§ **Aim of the task**: Repeat word for word the opening stretch of the entries, from the first line through the line containing "#[derive(Debug, Clone, Copy, PartialEq, Eq)]".

--

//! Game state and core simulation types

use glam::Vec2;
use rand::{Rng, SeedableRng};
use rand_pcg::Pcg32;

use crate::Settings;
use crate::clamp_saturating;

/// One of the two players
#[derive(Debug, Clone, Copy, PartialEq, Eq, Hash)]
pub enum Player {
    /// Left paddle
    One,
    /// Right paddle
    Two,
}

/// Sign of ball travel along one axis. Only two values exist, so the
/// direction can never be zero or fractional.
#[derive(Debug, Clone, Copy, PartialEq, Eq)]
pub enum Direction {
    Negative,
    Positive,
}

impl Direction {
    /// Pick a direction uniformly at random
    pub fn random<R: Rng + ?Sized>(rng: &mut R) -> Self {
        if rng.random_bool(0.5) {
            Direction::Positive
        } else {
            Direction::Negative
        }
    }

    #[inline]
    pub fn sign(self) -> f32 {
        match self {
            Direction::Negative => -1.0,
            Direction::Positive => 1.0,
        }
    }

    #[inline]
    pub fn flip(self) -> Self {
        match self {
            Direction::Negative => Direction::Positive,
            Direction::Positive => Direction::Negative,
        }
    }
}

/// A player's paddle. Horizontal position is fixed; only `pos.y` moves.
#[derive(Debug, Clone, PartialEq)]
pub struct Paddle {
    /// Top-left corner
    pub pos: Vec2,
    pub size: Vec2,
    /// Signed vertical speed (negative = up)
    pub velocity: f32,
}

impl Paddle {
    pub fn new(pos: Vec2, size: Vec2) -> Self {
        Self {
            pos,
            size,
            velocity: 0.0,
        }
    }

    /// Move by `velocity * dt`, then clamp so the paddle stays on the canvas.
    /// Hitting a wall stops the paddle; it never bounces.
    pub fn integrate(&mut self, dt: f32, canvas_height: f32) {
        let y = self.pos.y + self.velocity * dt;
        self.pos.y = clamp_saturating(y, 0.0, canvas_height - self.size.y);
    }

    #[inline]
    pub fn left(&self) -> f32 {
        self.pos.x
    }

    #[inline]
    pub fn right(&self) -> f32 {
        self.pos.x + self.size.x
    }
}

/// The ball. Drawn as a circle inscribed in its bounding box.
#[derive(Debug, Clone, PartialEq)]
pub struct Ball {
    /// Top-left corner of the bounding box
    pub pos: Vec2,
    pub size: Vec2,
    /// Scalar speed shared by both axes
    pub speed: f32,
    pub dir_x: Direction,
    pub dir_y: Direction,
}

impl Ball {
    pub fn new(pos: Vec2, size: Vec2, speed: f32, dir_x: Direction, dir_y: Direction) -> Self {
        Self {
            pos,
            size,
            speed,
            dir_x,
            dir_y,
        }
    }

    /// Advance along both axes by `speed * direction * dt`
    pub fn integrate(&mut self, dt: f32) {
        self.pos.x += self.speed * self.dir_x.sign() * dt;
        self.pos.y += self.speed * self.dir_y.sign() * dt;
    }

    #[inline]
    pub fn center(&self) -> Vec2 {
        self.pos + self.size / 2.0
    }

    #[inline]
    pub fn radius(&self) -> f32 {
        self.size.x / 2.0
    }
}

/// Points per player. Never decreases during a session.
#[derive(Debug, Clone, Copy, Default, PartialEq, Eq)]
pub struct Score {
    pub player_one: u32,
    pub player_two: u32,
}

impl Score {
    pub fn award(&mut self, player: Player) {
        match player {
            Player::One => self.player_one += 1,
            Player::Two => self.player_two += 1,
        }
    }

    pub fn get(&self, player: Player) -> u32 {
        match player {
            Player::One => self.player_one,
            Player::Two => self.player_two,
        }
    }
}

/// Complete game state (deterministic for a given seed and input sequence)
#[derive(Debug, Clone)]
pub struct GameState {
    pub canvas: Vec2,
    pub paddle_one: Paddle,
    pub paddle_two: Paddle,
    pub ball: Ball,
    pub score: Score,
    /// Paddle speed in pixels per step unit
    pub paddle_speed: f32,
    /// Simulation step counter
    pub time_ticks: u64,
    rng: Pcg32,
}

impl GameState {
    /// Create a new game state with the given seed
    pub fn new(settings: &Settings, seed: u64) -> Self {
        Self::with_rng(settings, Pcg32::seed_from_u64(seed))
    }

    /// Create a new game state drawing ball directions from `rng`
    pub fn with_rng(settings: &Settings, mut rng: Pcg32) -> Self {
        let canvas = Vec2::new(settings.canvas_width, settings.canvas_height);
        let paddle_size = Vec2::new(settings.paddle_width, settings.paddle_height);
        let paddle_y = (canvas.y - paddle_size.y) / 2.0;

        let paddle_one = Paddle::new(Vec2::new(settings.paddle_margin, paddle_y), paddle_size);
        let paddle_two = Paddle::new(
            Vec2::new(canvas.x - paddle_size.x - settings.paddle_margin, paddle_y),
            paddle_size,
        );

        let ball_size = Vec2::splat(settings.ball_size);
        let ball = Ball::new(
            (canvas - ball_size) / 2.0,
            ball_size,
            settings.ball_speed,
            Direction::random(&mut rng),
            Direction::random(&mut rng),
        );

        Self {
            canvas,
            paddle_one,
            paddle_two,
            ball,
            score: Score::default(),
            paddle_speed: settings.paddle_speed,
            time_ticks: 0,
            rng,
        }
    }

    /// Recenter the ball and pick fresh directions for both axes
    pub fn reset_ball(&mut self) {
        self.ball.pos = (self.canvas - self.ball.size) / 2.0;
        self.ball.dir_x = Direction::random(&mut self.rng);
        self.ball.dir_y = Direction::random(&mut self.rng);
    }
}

--

§ **Your response**:
//! Game state and core simulation types

use glam::Vec2;
use rand::{Rng, SeedableRng};
use rand_pcg::Pcg32;

use crate::Settings;
use crate::clamp_saturating;

/// One of the two players
#[derive(Debug, Clone, Copy, PartialEq, Eq, Hash)]
pub enum Player {
    /// Left paddle
    One,
    /// Right paddle
    Two,
}

/// Sign of ball travel along one axis. Only two values exist, so the
/// direction can never be zero or fractional.
#[derive(Debug, Clone, Copy, PartialEq, Eq)]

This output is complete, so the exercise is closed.